In recent years, authorities have opened the door to additional applications of surrogate endpoints, especially in diseases with high unmet need and limited treatment options. For example, portal hypertension (high blood pressure in the vein delivering blood into the liver) can lead to bleeding, fluid accumulation, and decline in brain function. Most physicians agree that persistent portal hypertension will lead to negative clinical consequences for the patient. Portal hypertension is a surrogate endpoint that may be suitable to support approval.

Demonstrating an effect on a surrogate endpoint rather than clinical consequences may be one way to shorten the pathway to approval. Surrogate endpoints that are not fully established may require an extension study that takes place after marketing approval to show that the changes in the surrogate endpoint translate into bonafide positive clinical outcomes. It is also prudent to reach prior agreement with regulators on appropriate surrogate endpoints for a specific indication and how those endpoints should be measured.

DISTRIBUTING RISK BY CONDUCTING MULTIPLE TRIALS
Another way to increase the likelihood of approval is to distribute risk by generating the information needed for approval across multiple small trials rather than in a single large trial. In general, demonstrating safety requires a trial with a substantially larger number of patients than a trial of sufficient size to demonstrate efficacy. However, safety data can be cumulative across multiple trials. Distribution of risk may be less important in an indication like high blood pressure, with multiple drugs available and an established development pathway. But in a higher risk area where there are no approved treatments, it may be most efficient to conduct multiple trials in parallel. Since there can be significant diversity in stage of disease and cause of a disease, it can be challenging to select the single best patient population subgroup for demonstrating efficacy. Instead, it can be advantageous to conduct multiple trials in different subgroups using different endpoints. Only one successful efficacy outcome may be needed to move forward. By conducting a series of trials, we can gather a broad, diverse patient population very relevant for safety while focusing on tightly defined patient populations and tailored efficacy endpoints in smaller trials.

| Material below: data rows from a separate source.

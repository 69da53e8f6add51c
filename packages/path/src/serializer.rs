use crate::node::{GeometricNode, NodeKind};
use std::fmt::Write;

/// Serializer converts canonical nodes back to path data
///
/// Each node has exactly one emission: `M x y`, `L x y`,
/// `C cx1 cy1 cx2 cy2 x y` or `Z`. Tokens are joined by single spaces. Nodes
/// whose endpoint is not finite are skipped; serialization never fails.
#[derive(Debug, Clone, Default)]
pub struct Serializer {
    precision: Option<usize>,
}

impl Serializer {
    pub fn new() -> Self {
        Self { precision: None }
    }

    /// Round every coordinate to `precision` decimals, trimming trailing zeros.
    pub fn with_precision(precision: usize) -> Self {
        Self {
            precision: Some(precision),
        }
    }

    pub fn serialize(&self, nodes: &[GeometricNode]) -> String {
        let mut output = String::new();

        for node in nodes {
            let start = output.len();
            if start > 0 {
                output.push(' ');
            }
            if !self.write_node(node, &mut output) {
                output.truncate(start);
            }
        }

        output
    }

    /// Append one node's emission. Returns false if the node was skipped.
    fn write_node(&self, node: &GeometricNode, output: &mut String) -> bool {
        if node.kind == NodeKind::Close {
            output.push('Z');
            return true;
        }

        if !node.is_finite() {
            return false;
        }

        output.push(node.kind.letter());
        if node.kind == NodeKind::Cubic {
            let c1 = node.control1();
            let c2 = node.control2();
            for value in [c1.x, c1.y, c2.x, c2.y] {
                self.write_number(value, output);
            }
        }
        self.write_number(node.x, output);
        self.write_number(node.y, output);
        true
    }

    fn write_number(&self, value: f64, output: &mut String) {
        output.push(' ');
        output.push_str(&self.format_number(value));
    }

    pub fn format_number(&self, value: f64) -> String {
        match self.precision {
            Some(precision) => {
                let mut text = String::new();
                let _ = write!(text, "{:.*}", precision, value);
                if text.contains('.') {
                    let trimmed = text.trim_end_matches('0').trim_end_matches('.').len();
                    text.truncate(trimmed);
                }
                if text == "-0" {
                    text = "0".to_string();
                }
                text
            }
            None => format_number(value),
        }
    }
}

/// Serialize nodes to path data.
pub fn serialize(nodes: &[GeometricNode]) -> String {
    Serializer::new().serialize(nodes)
}

/// Shortest round-trip representation of a coordinate (`-0` prints as `0`).
pub fn format_number(value: f64) -> String {
    if value == 0.0 {
        "0".to_string()
    } else {
        value.to_string()
    }
}
use crate::tree::{RenderElement, RenderTree};
use serde::{Deserialize, Serialize};
use vectorforge_path::{ParseOptions, Serializer};

pub const DEFAULT_ROOT_CONTAINER_ID: &str = "workspace_root";
pub const DEFAULT_BACKGROUND_ID: &str = "bg";
pub const DEFAULT_BACKGROUND_FILL: &str = "#0a0b0e";
pub const DEFAULT_VIEW_BOX: &str = "0 0 512 512";
pub const SVG_NAMESPACE: &str = "http://www.w3.org/2000/svg";

/// Options shared by export and import
#[derive(Debug, Clone, PartialEq, Serialize, Deserialize)]
#[serde(rename_all = "camelCase", default)]
pub struct ReconcileOptions {
    /// Element whose children mirror the layer list
    pub root_container_id: String,
    pub background_id: String,
    /// Further ids that survive every rebuild
    pub extra_protected_ids: Vec<String>,
    /// Interpreter switches used when importing path data
    pub parse_options: ParseOptions,
    /// Decimal places for written path data and coordinates
    pub precision: Option<usize>,
}

impl Default for ReconcileOptions {
    fn default() -> Self {
        Self {
            root_container_id: DEFAULT_ROOT_CONTAINER_ID.to_string(),
            background_id: DEFAULT_BACKGROUND_ID.to_string(),
            extra_protected_ids: Vec::new(),
            parse_options: ParseOptions::default(),
            precision: None,
        }
    }
}

impl ReconcileOptions {
    pub fn protected_ids(&self) -> impl Iterator<Item = &str> {
        [self.background_id.as_str(), self.root_container_id.as_str()]
            .into_iter()
            .chain(self.extra_protected_ids.iter().map(String::as_str))
    }

    pub fn is_protected(&self, id: &str) -> bool {
        self.protected_ids().any(|protected| protected == id)
    }

    pub fn serializer(&self) -> Serializer {
        match self.precision {
            Some(precision) => Serializer::with_precision(precision),
            None => Serializer::new(),
        }
    }

    pub fn format_number(&self, value: f64) -> String {
        self.serializer().format_number(value)
    }

    pub fn background_element(&self) -> RenderElement {
        RenderElement::new("rect")
            .with_attr("id", self.background_id.as_str())
            .with_attr("width", "100%")
            .with_attr("height", "100%")
            .with_attr("fill", DEFAULT_BACKGROUND_FILL)
    }

    pub fn root_container_element(&self) -> RenderElement {
        RenderElement::new("g").with_attr("id", self.root_container_id.as_str())
    }

    /// The tree a fresh document starts from: background plus empty container
    pub fn default_tree(&self) -> RenderTree {
        RenderTree::new(
            RenderElement::new("svg")
                .with_attr("viewBox", DEFAULT_VIEW_BOX)
                .with_attr("xmlns", SVG_NAMESPACE)
                .with_child(self.background_element())
                .with_child(self.root_container_element()),
        )
    }
}

#[cfg(test)]
mod tests {
    use super::*;

    #[test]
    fn test_protected_ids() {
        let options = ReconcileOptions {
            extra_protected_ids: vec!["grid".into()],
            ..Default::default()
        };

        assert!(options.is_protected("bg"));
        assert!(options.is_protected("workspace_root"));
        assert!(options.is_protected("grid"));
        assert!(!options.is_protected("layer-1"));
    }

    #[test]
    fn test_default_tree_has_protected_elements() {
        let tree = ReconcileOptions::default().default_tree();

        assert_eq!(tree.count_id("bg"), 1);
        assert_eq!(tree.count_id("workspace_root"), 1);
        assert_eq!(tree.root.attr("viewBox"), Some("0 0 512 512"));
    }

    #[test]
    fn test_options_from_partial_json() {
        let options: ReconcileOptions =
            serde_json::from_str(r#"{ "rootContainerId": "stage", "precision": 2 }"#).unwrap();

        assert_eq!(options.root_container_id, "stage");
        assert_eq!(options.background_id, "bg");
        assert_eq!(options.format_number(1.0 / 3.0), "0.33");
    }
}
//! Markup lexer using logos
//!
//! Markup needs two lexical modes: character content between tags and the
//! inside of a tag. Each mode is its own logos token enum; the lexer morphs
//! between them at `<`, `</`, `>` and `/>`.

use crate::error::{MarkupError, MarkupResult, Span};
use logos::{Lexer, Logos};

/// Token emitted to the parser
#[derive(Debug, Clone, PartialEq)]
pub enum MarkupToken<'src> {
    /// Character data, entities still encoded
    Text(&'src str),
    /// Comment, CDATA, doctype or processing instruction, verbatim
    Raw(&'src str),
    /// `<name`
    OpenTag(&'src str),
    /// `name="value"`, value still encoded
    Attribute { name: &'src str, value: &'src str },
    /// `>` ending an open tag
    OpenTagEnd,
    /// `/>`
    SelfClose,
    /// `</name>`
    CloseTag(&'src str),
}

pub type Spanned<'src> = (MarkupToken<'src>, Span);

#[derive(Logos, Debug, Clone, PartialEq)]
enum Content<'src> {
    #[token("<!--", |lex| scan_until(lex, "-->"))]
    Comment(&'src str),

    #[token("<![CDATA[", |lex| scan_until(lex, "]]>"))]
    Cdata(&'src str),

    #[token("<!", |lex| scan_until(lex, ">"))]
    Declaration(&'src str),

    #[token("<?", |lex| scan_until(lex, "?>"))]
    Instruction(&'src str),

    #[token("</")]
    CloseStart,

    #[token("<")]
    OpenStart,

    #[regex(r"[^<]+", |lex| lex.slice())]
    Text(&'src str),
}

#[derive(Logos, Debug, Clone, PartialEq)]
#[logos(skip r"[ \t\r\n]+")]
enum Tag<'src> {
    #[regex(r"[A-Za-z_:][A-Za-z0-9_:.\-]*", |lex| lex.slice())]
    Name(&'src str),

    #[token("=")]
    Eq,

    #[regex(r#""[^"]*""#, strip_quotes)]
    #[regex(r"'[^']*'", strip_quotes)]
    Value(&'src str),

    #[token(">")]
    End,

    #[token("/>")]
    SelfClose,
}

/// Extend the current token through `terminator`. None leaves it unterminated.
fn scan_until<'src, T>(lex: &mut Lexer<'src, T>, terminator: &str) -> Option<&'src str>
where
    T: Logos<'src, Source = str>,
{
    let end = lex.remainder().find(terminator)?;
    lex.bump(end + terminator.len());
    Some(lex.slice())
}

fn strip_quotes<'src>(lex: &mut Lexer<'src, Tag<'src>>) -> &'src str {
    let s = lex.slice();
    &s[1..s.len() - 1]
}

fn describe(token: &Tag<'_>) -> String {
    match token {
        Tag::Name(name) => format!("name `{}`", name),
        Tag::Eq => "'='".to_string(),
        Tag::Value(_) => "quoted value".to_string(),
        Tag::End => "'>'".to_string(),
        Tag::SelfClose => "'/>'".to_string(),
    }
}

/// Split markup into tokens.
pub fn tokenize(source: &str) -> MarkupResult<Vec<Spanned<'_>>> {
    let mut tokens = Vec::new();
    let mut content = Content::lexer(source);

    while let Some(token) = content.next() {
        let span = Span::from(content.span());

        match token {
            Ok(Content::Text(text)) => tokens.push((MarkupToken::Text(text), span)),

            Ok(
                Content::Comment(raw)
                | Content::Cdata(raw)
                | Content::Declaration(raw)
                | Content::Instruction(raw),
            ) => tokens.push((MarkupToken::Raw(raw), span)),

            Ok(Content::OpenStart) => {
                let mut tag = content.morph::<Tag>();
                let result = open_tag(&mut tag, span.start, &mut tokens);
                content = tag.morph();
                result?;
            }

            Ok(Content::CloseStart) => {
                let mut tag = content.morph::<Tag>();
                let result = close_tag(&mut tag, span.start, &mut tokens);
                content = tag.morph();
                result?;
            }

            Err(()) => {
                return Err(MarkupError::lex_error(
                    span,
                    "unterminated comment, CDATA section or declaration",
                ))
            }
        }
    }

    Ok(tokens)
}

fn next_tag<'src>(lex: &mut Lexer<'src, Tag<'src>>, expected: &str) -> MarkupResult<(Tag<'src>, Span)> {
    match lex.next() {
        Some(Ok(token)) => Ok((token, lex.span().into())),
        Some(Err(())) => Err(MarkupError::lex_error(
            lex.span().into(),
            format!("unexpected character, expected {}", expected),
        )),
        None => Err(MarkupError::unexpected_eof(expected)),
    }
}

fn expect_name<'src>(lex: &mut Lexer<'src, Tag<'src>>, expected: &str) -> MarkupResult<&'src str> {
    match next_tag(lex, expected)? {
        (Tag::Name(name), _) => Ok(name),
        (other, span) => Err(MarkupError::unexpected_token(span, expected, describe(&other))),
    }
}

fn open_tag<'src>(
    lex: &mut Lexer<'src, Tag<'src>>,
    start: usize,
    tokens: &mut Vec<Spanned<'src>>,
) -> MarkupResult<()> {
    let name = expect_name(lex, "element name")?;
    tokens.push((
        MarkupToken::OpenTag(name),
        Span {
            start,
            end: lex.span().end,
        },
    ));

    loop {
        match next_tag(lex, "attribute, '>' or '/>'")? {
            (Tag::Name(name), span) => {
                match next_tag(lex, "'='")? {
                    (Tag::Eq, _) => {}
                    (other, span) => {
                        return Err(MarkupError::unexpected_token(span, "'='", describe(&other)))
                    }
                }
                let value = match next_tag(lex, "quoted attribute value")? {
                    (Tag::Value(value), value_span) => (value, value_span),
                    (other, span) => {
                        return Err(MarkupError::unexpected_token(
                            span,
                            "quoted attribute value",
                            describe(&other),
                        ))
                    }
                };
                tokens.push((
                    MarkupToken::Attribute {
                        name,
                        value: value.0,
                    },
                    Span {
                        start: span.start,
                        end: value.1.end,
                    },
                ));
            }
            (Tag::End, span) => {
                tokens.push((MarkupToken::OpenTagEnd, span));
                return Ok(());
            }
            (Tag::SelfClose, span) => {
                tokens.push((MarkupToken::SelfClose, span));
                return Ok(());
            }
            (other, span) => {
                return Err(MarkupError::unexpected_token(
                    span,
                    "attribute, '>' or '/>'",
                    describe(&other),
                ))
            }
        }
    }
}

fn close_tag<'src>(
    lex: &mut Lexer<'src, Tag<'src>>,
    start: usize,
    tokens: &mut Vec<Spanned<'src>>,
) -> MarkupResult<()> {
    let name = expect_name(lex, "element name")?;
    match next_tag(lex, "'>'")? {
        (Tag::End, span) => {
            tokens.push((MarkupToken::CloseTag(name), Span { start, end: span.end }));
            Ok(())
        }
        (other, span) => Err(MarkupError::unexpected_token(span, "'>'", describe(&other))),
    }
}

#[cfg(test)]
mod tests {
    use super::*;

    fn kinds(source: &str) -> Vec<MarkupToken<'_>> {
        tokenize(source)
            .unwrap()
            .into_iter()
            .map(|(token, _)| token)
            .collect()
    }

    #[test]
    fn test_tags_and_attributes() {
        assert_eq!(
            kinds(r#"<svg viewBox='0 0 1 1'><rect id="a"/></svg>"#),
            vec![
                MarkupToken::OpenTag("svg"),
                MarkupToken::Attribute {
                    name: "viewBox",
                    value: "0 0 1 1"
                },
                MarkupToken::OpenTagEnd,
                MarkupToken::OpenTag("rect"),
                MarkupToken::Attribute { name: "id", value: "a" },
                MarkupToken::SelfClose,
                MarkupToken::CloseTag("svg"),
            ]
        );
    }

    #[test]
    fn test_raw_constructs() {
        assert_eq!(
            kinds("<?xml version=\"1.0\"?><!-- a < b --><!DOCTYPE svg><x><![CDATA[<y>]]></x>"),
            vec![
                MarkupToken::Raw("<?xml version=\"1.0\"?>"),
                MarkupToken::Raw("<!-- a < b -->"),
                MarkupToken::Raw("<!DOCTYPE svg>"),
                MarkupToken::OpenTag("x"),
                MarkupToken::OpenTagEnd,
                MarkupToken::Raw("<![CDATA[<y>]]>"),
                MarkupToken::CloseTag("x"),
            ]
        );
    }

    #[test]
    fn test_text_between_tags() {
        assert_eq!(
            kinds("<t> a &amp; b </t>"),
            vec![
                MarkupToken::OpenTag("t"),
                MarkupToken::OpenTagEnd,
                MarkupToken::Text(" a &amp; b "),
                MarkupToken::CloseTag("t"),
            ]
        );
    }

    #[test]
    fn test_spans() {
        let tokens = tokenize("<a>\n</a>").unwrap();
        assert_eq!(tokens[0].1, Span { start: 0, end: 2 });
        assert_eq!(tokens[3].1, Span { start: 4, end: 8 });
    }

    #[test]
    fn test_errors() {
        assert!(matches!(
            tokenize("<!-- never closed"),
            Err(MarkupError::LexError { .. })
        ));
        assert!(matches!(
            tokenize("<rect x=1/>"),
            Err(MarkupError::LexError { .. }) | Err(MarkupError::UnexpectedToken { .. })
        ));
        assert!(matches!(
            tokenize("<rect x=\"1\""),
            Err(MarkupError::UnexpectedEof { .. })
        ));
    }
}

A series of trials not only distributes risk but also allows exploration of potential benefits. Multiple trials may provide an understanding of a drug’s activity across a broader spectrum of patients outside of the disease category listed on the initial label. Depending on the strength of the trial data, smaller parallel trials can show similar trends and open possibilities for broadening the label.

INCLUDING THE PATIENT’S PERSPECTIVE
Developers are increasingly recognizing the importance of incorporating the patient voice in the design of clinical trials, which also can help speed development. While there may be a standard perception of the amount of risk that is appropriate in a disease area, in certain cases, patients may be willing to accept a different risk standard in order to treat their conditions. This is an important consideration in a development plan for any area. Patient quality-of-life measurements are important and should be considered as potentially relevant for any trial. There has been a recent shift among regulatory authorities to include quality-of-life measurements as a key element in the approval process, as opposed to just an aside.

Careful consideration of patient selection and patient needs, along with general strategies like distribution of risk and identification of surrogate endpoints, are all likely to help unearth the most efficient development pathway in any particular disease area.